Cache Expiry - Sliding vs Absolute:

While creating an In-Memory cache object, we are to specify how the cache expiry needs to be handled. When we set a SlidingExpiry to the cache object, the object expiry is extended if the cache is accessed atleast once within the provided cache expiry time. But this comes with a threat that, if the cache object is accessed occasionally or frequently, chances are that the cache never expires (since its always extended) which might be a problem for certain scenarios (such as the one above). The Absolute Expiry on the other hand expires a cache absolutely when the cache expires irrespective of how it is being accessed. This can be quite helpful in cases when the cache needs to be strictly expired when time ends.

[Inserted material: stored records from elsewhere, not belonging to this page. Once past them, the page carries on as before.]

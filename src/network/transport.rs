use log::debug;
use std::net::{IpAddr, SocketAddr};
use std::time::Duration;
use tokio::io::{AsyncReadExt, AsyncWriteExt};
use tokio::net::{TcpListener, TcpStream};
use tokio::time::timeout;

use crate::utils::{NodeUtils, P2PError, Result};

/// Socket plumbing shared by the control and data channels.
pub struct Transport;

impl Transport {
    pub async fn connect(addr: SocketAddr, limit: Duration) -> Result<TcpStream> {
        let stream = timeout(limit, TcpStream::connect(addr))
            .await
            .map_err(|_| P2PError::Timeout(format!("connecting to {}", addr)))?
            .map_err(|e| {
                P2PError::ConnectionFailed(format!("Failed to connect to {}: {}", addr, e))
            })?;

        debug!("Connected to {}", addr);
        Ok(stream)
    }

    /// Connect from a specific local address so the remote side sees our identity
    /// as the source.
    pub async fn connect_from(local: IpAddr, addr: SocketAddr, limit: Duration) -> Result<TcpStream> {
        let socket = NodeUtils::tcp_socket_for(addr)?;
        socket
            .bind(SocketAddr::new(local, 0))
            .map_err(|e| P2PError::NetworkError(format!("Failed to bind to {}: {}", local, e)))?;

        timeout(limit, socket.connect(addr))
            .await
            .map_err(|_| P2PError::Timeout(format!("connecting to {}", addr)))?
            .map_err(|e| {
                P2PError::ConnectionFailed(format!("Failed to connect to {}: {}", addr, e))
            })
    }

    pub fn listen(addr: SocketAddr) -> Result<TcpListener> {
        let listener = NodeUtils::create_reusable_tcp_listener(addr)?;
        debug!("Listening on {}", addr);
        Ok(listener)
    }

    /// Fire one request datagram from `local` (ephemeral port) to `dest`.
    pub async fn send_datagram(local: IpAddr, dest: SocketAddr, payload: &[u8]) -> Result<()> {
        let socket = NodeUtils::create_reusable_udp_socket(SocketAddr::new(local, 0))?;
        socket.send_to(payload, dest).await.map_err(|e| {
            P2PError::NetworkError(format!("Failed to send datagram to {}: {}", dest, e))
        })?;
        debug!("Sent {} byte datagram to {}", payload.len(), dest);
        Ok(())
    }

    /// Write a whole reply and close the connection; the close marks its end.
    pub async fn send_reply(stream: &mut TcpStream, data: &[u8]) -> Result<()> {
        stream.write_all(data).await?;
        stream.flush().await?;
        stream.shutdown().await?;
        Ok(())
    }

    /// Wait for the one inbound reply connection and read it to EOF, all within
    /// `limit`.
    pub async fn receive_reply(listener: &TcpListener, limit: Duration) -> Result<(IpAddr, Vec<u8>)> {
        let exchange = async {
            let (mut stream, peer) = listener.accept().await?;
            let mut buffer = Vec::new();
            stream.read_to_end(&mut buffer).await?;
            Ok::<_, P2PError>((peer.ip(), buffer))
        };

        timeout(limit, exchange)
            .await
            .map_err(|_| P2PError::Timeout(format!("no reply within {:?}", limit)))?
    }
}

In some scenarios, we might need the best of both worlds and hence we can specify both together as below:

var cacheEntry = _cache.GetOrCreate("TOKEN", entry =>
{
    // set a sliding initial expiry of 1 minute
    // assuming that the token expiry is above 1 minute
    entry.SetSlidingExpiration(TimeSpan.FromSeconds(60));

    // set absolute expiry relative to current time
    // makes sure that the extended expiry doesn't exceed 
    // the actual expiry time of the token
    entry.AbsoluteExpirationRelativeToNow 
                  = TimeSpan.FromSeconds(tokenmodel.ValidTill);
    return DateTime.Now;
}); 

In this way, I used in-memory caching via IMemoryCache to help persist my intermediate access token for calling external APIs within my application, without having to call the token API repeatedly.